═════ Records shown

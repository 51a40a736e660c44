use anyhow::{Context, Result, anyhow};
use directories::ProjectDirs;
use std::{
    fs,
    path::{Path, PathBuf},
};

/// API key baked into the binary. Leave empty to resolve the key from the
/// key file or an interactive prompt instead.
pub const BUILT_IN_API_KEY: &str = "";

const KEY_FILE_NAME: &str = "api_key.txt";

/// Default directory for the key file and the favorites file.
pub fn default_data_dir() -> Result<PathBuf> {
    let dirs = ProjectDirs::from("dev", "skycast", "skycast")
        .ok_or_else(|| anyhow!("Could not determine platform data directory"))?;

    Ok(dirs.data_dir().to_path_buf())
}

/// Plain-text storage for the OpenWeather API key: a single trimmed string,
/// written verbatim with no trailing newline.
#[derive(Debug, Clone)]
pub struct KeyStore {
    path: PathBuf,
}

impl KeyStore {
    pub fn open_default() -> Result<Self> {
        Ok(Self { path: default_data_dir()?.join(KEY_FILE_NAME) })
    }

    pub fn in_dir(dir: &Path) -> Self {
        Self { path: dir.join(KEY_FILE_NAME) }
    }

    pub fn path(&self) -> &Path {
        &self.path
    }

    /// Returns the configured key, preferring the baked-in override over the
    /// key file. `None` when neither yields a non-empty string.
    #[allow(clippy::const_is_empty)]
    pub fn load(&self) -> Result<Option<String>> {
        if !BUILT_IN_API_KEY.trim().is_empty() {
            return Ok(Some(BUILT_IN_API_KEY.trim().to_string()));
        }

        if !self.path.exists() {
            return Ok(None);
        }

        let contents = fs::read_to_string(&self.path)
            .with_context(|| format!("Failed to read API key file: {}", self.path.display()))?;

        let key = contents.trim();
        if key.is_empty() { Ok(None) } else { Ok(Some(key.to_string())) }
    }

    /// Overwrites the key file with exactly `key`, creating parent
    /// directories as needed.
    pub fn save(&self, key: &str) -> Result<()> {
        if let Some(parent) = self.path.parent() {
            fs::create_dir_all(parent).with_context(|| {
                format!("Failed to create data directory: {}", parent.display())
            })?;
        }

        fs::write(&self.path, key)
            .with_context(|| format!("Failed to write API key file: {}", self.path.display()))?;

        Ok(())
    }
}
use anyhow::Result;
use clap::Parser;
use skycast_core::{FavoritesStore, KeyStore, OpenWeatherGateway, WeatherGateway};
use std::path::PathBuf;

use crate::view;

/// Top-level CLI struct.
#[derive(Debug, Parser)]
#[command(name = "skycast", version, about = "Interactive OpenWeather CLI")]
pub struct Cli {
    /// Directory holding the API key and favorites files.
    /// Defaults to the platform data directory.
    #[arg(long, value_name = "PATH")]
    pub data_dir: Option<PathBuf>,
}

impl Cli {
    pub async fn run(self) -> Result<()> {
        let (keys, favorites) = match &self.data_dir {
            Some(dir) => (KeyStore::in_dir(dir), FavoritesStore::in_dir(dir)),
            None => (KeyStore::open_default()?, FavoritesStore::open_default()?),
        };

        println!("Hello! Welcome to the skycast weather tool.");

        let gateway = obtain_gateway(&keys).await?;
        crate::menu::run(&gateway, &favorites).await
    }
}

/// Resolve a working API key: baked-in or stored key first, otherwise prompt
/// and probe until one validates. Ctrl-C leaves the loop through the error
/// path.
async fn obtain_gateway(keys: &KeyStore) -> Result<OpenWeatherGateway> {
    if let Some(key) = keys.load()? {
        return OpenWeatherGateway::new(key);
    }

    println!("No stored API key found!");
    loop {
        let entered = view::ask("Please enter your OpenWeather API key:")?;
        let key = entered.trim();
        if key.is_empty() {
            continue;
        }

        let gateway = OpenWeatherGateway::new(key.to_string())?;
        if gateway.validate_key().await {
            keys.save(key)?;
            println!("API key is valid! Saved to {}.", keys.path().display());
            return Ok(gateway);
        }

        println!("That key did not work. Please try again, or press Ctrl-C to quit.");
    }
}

══════════

§ **Your objective**:
Set down the entire material again, exactly as it stands.

§ **Task response**:
repository 51a40a736e660c44
use anyhow::{Context, Result, anyhow};
use directories::ProjectDirs;
use std::{
    fs,
    path::{Path, PathBuf},
};

/// API key baked into the binary. Leave empty to resolve the key from the
/// key file or an interactive prompt instead.
pub const BUILT_IN_API_KEY: &str = "";

const KEY_FILE_NAME: &str = "api_key.txt";

/// Default directory for the key file and the favorites file.
pub fn default_data_dir() -> Result<PathBuf> {
    let dirs = ProjectDirs::from("dev", "skycast", "skycast")
        .ok_or_else(|| anyhow!("Could not determine platform data directory"))?;

    Ok(dirs.data_dir().to_path_buf())
}

/// Plain-text storage for the OpenWeather API key: a single trimmed string,
/// written verbatim with no trailing newline.
#[derive(Debug, Clone)]
pub struct KeyStore {
    path: PathBuf,
}

impl KeyStore {
    pub fn open_default() -> Result<Self> {
        Ok(Self { path: default_data_dir()?.join(KEY_FILE_NAME) })
    }

    pub fn in_dir(dir: &Path) -> Self {
        Self { path: dir.join(KEY_FILE_NAME) }
    }

    pub fn path(&self) -> &Path {
        &self.path
    }

    /// Returns the configured key, preferring the baked-in override over the
    /// key file. `None` when neither yields a non-empty string.
    #[allow(clippy::const_is_empty)]
    pub fn load(&self) -> Result<Option<String>> {
        if !BUILT_IN_API_KEY.trim().is_empty() {
            return Ok(Some(BUILT_IN_API_KEY.trim().to_string()));
        }

        if !self.path.exists() {
            return Ok(None);
        }

        let contents = fs::read_to_string(&self.path)
            .with_context(|| format!("Failed to read API key file: {}", self.path.display()))?;

        let key = contents.trim();
        if key.is_empty() { Ok(None) } else { Ok(Some(key.to_string())) }
    }

    /// Overwrites the key file with exactly `key`, creating parent
    /// directories as needed.
    pub fn save(&self, key: &str) -> Result<()> {
        if let Some(parent) = self.path.parent() {
            fs::create_dir_all(parent).with_context(|| {
                format!("Failed to create data directory: {}", parent.display())
            })?;
        }

        fs::write(&self.path, key)
            .with_context(|| format!("Failed to write API key file: {}", self.path.display()))?;

        Ok(())
    }
}
use anyhow::Result;
use clap::Parser;
use skycast_core::{FavoritesStore, KeyStore, OpenWeatherGateway, WeatherGateway};
use std::path::PathBuf;

use crate::view;

/// Top-level CLI struct.
#[derive(Debug, Parser)]
#[command(name = "skycast", version, about = "Interactive OpenWeather CLI")]
pub struct Cli {
    /// Directory holding the API key and favorites files.
    /// Defaults to the platform data directory.
    #[arg(long, value_name = "PATH")]
    pub data_dir: Option<PathBuf>,
}

impl Cli {
    pub async fn run(self) -> Result<()> {
        let (keys, favorites) = match &self.data_dir {
            Some(dir) => (KeyStore::in_dir(dir), FavoritesStore::in_dir(dir)),
            None => (KeyStore::open_default()?, FavoritesStore::open_default()?),
        };

        println!("Hello! Welcome to the skycast weather tool.");

        let gateway = obtain_gateway(&keys).await?;
        crate::menu::run(&gateway, &favorites).await
    }
}

/// Resolve a working API key: baked-in or stored key first, otherwise prompt
/// and probe until one validates. Ctrl-C leaves the loop through the error
/// path.
async fn obtain_gateway(keys: &KeyStore) -> Result<OpenWeatherGateway> {
    if let Some(key) = keys.load()? {
        return OpenWeatherGateway::new(key);
    }

    println!("No stored API key found!");
    loop {
        let entered = view::ask("Please enter your OpenWeather API key:")?;
        let key = entered.trim();
        if key.is_empty() {
            continue;
        }

        let gateway = OpenWeatherGateway::new(key.to_string())?;
        if gateway.validate_key().await {
            keys.save(key)?;
            println!("API key is valid! Saved to {}.", keys.path().display());
            return Ok(gateway);
        }

        println!("That key did not work. Please try again, or press Ctrl-C to quit.");
    }
}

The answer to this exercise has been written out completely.